:: TASK ::
Copy every line of the entries that includes the word "axis".

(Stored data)

::::::::::

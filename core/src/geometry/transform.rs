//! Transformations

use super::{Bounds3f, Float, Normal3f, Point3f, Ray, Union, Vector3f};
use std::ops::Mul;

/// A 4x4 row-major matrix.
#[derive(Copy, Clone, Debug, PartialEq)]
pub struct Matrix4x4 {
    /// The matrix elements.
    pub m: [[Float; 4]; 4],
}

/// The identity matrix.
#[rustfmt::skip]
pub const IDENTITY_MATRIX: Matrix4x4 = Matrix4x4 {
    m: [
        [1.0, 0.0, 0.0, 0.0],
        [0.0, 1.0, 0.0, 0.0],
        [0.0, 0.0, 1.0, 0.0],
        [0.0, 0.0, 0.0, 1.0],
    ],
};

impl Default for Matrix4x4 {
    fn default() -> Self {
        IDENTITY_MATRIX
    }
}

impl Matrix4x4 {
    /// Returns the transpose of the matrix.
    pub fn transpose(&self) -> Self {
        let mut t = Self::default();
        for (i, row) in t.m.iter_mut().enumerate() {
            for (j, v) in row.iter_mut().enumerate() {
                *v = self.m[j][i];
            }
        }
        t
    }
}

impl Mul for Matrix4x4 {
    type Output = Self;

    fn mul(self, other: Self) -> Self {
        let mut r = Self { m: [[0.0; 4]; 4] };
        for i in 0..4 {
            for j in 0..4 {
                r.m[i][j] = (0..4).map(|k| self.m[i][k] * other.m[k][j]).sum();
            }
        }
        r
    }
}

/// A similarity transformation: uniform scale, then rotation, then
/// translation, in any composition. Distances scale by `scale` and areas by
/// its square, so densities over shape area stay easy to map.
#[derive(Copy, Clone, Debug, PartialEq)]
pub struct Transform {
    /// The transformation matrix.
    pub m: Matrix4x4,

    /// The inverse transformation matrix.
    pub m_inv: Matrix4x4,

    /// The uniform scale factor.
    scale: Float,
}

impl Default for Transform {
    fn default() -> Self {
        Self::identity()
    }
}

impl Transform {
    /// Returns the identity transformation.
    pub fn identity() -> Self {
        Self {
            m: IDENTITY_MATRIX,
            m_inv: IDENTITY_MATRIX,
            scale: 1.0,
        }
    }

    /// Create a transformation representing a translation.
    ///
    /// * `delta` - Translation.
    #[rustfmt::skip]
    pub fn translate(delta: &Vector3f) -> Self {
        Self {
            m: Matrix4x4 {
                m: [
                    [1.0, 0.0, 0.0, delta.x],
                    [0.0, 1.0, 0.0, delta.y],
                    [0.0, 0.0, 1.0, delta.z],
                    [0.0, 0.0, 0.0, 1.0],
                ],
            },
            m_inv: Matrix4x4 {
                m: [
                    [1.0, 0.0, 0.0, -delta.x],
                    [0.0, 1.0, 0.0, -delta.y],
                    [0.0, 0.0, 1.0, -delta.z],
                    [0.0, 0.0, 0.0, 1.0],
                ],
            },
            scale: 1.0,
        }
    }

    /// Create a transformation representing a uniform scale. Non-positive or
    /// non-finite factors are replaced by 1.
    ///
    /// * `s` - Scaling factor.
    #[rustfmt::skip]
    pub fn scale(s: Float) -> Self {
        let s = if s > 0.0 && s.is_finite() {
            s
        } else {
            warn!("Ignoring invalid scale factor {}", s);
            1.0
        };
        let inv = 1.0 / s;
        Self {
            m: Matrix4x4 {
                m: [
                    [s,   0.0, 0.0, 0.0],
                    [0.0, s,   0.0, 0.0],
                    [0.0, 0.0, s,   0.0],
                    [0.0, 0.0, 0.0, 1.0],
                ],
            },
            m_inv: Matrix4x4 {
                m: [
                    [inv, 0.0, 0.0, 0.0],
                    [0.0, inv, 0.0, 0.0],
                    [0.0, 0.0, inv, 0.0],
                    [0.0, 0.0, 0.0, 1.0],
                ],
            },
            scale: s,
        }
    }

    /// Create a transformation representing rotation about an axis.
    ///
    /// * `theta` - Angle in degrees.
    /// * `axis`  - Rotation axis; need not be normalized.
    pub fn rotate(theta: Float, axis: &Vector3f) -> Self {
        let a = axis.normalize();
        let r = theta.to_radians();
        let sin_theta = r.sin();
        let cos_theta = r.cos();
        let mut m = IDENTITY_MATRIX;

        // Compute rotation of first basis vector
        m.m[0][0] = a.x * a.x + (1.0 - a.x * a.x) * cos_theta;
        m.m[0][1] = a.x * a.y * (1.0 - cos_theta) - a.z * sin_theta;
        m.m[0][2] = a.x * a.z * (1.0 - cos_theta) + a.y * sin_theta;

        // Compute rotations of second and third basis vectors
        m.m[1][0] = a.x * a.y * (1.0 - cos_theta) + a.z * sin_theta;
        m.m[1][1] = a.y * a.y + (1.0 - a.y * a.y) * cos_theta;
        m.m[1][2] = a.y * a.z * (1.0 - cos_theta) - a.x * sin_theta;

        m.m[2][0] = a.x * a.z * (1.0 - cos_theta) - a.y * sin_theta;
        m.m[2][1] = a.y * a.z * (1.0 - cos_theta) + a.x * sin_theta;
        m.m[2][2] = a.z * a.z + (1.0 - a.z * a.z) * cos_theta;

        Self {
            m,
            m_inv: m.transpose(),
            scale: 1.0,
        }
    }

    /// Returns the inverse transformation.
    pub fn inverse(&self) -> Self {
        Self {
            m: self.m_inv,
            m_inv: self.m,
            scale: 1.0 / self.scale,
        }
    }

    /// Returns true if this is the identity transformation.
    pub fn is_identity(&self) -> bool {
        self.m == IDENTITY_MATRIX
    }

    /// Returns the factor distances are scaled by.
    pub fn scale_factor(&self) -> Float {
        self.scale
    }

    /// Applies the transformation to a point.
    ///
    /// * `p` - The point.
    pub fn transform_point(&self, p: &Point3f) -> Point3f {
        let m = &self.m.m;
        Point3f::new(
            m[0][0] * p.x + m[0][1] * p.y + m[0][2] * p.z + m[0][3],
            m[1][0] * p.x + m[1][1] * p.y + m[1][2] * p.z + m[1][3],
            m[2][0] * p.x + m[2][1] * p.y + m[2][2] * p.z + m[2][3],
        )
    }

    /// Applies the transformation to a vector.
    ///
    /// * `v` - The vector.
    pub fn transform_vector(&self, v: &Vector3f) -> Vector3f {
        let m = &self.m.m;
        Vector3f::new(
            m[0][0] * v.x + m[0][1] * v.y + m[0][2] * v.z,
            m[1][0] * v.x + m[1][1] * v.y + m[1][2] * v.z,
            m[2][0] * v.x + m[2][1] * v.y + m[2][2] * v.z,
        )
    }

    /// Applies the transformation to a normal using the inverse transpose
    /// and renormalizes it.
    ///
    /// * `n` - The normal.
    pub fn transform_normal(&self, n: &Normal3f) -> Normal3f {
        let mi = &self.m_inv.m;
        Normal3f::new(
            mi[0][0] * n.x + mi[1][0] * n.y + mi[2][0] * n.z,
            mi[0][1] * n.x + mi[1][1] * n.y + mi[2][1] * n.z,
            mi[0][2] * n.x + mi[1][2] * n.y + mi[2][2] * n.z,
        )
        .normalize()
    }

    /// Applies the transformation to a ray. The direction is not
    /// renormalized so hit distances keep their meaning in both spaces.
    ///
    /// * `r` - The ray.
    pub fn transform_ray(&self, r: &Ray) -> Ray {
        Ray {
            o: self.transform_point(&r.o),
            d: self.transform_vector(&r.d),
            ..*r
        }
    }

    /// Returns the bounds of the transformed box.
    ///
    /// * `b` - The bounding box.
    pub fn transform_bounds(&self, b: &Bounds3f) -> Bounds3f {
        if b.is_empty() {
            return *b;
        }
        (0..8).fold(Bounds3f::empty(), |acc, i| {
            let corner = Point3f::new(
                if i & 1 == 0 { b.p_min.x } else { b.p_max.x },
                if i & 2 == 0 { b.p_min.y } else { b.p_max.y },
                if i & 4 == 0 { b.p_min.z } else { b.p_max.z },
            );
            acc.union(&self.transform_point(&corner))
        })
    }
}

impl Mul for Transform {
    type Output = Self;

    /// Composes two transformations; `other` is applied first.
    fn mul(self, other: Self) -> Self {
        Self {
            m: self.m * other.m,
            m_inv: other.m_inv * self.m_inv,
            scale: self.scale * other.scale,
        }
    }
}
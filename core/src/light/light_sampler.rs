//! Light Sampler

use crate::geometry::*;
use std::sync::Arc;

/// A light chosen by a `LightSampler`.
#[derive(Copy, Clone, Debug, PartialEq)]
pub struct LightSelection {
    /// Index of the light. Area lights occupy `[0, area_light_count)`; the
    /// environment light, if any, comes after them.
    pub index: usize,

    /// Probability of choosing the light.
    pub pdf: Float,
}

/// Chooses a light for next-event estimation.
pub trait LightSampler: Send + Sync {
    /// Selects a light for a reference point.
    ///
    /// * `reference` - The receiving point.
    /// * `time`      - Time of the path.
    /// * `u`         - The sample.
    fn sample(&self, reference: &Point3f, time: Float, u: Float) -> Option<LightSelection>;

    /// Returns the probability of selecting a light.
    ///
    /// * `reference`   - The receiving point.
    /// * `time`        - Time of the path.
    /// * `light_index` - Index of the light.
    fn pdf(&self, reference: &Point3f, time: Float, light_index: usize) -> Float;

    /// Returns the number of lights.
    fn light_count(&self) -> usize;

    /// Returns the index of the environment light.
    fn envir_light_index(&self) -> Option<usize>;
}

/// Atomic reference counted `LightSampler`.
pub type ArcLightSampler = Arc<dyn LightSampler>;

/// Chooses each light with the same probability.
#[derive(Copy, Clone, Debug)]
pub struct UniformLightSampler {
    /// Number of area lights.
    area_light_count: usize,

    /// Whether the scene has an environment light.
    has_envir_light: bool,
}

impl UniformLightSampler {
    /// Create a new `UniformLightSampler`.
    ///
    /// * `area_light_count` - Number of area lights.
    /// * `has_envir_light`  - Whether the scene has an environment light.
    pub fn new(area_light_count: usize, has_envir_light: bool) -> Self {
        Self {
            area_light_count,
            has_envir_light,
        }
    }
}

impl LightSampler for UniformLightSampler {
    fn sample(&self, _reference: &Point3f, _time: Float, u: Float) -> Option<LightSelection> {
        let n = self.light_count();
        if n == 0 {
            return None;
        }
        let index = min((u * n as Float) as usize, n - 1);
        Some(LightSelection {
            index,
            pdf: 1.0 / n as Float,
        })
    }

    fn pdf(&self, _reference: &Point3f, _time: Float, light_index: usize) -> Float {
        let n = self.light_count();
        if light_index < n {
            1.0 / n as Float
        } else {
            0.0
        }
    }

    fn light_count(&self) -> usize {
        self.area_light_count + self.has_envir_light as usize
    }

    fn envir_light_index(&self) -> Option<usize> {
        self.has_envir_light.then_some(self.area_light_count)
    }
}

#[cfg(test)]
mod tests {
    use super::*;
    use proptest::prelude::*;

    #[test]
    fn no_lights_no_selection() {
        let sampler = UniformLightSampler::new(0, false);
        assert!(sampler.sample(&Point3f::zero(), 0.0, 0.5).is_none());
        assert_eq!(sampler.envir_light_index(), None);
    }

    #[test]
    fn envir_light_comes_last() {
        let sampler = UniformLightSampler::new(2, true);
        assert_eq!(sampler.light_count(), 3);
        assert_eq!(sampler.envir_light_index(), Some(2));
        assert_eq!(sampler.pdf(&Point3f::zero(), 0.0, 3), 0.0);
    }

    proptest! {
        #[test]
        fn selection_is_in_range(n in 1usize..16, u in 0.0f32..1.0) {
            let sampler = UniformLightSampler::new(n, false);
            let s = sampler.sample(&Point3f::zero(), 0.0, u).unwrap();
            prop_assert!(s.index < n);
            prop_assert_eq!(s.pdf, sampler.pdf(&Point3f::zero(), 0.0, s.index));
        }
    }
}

::::::::::

:: RESULT ::
    /// Create a transformation representing rotation about an axis.
    /// * `axis`  - Rotation axis; need not be normalized.
    pub fn rotate(theta: Float, axis: &Vector3f) -> Self {
        let a = axis.normalize();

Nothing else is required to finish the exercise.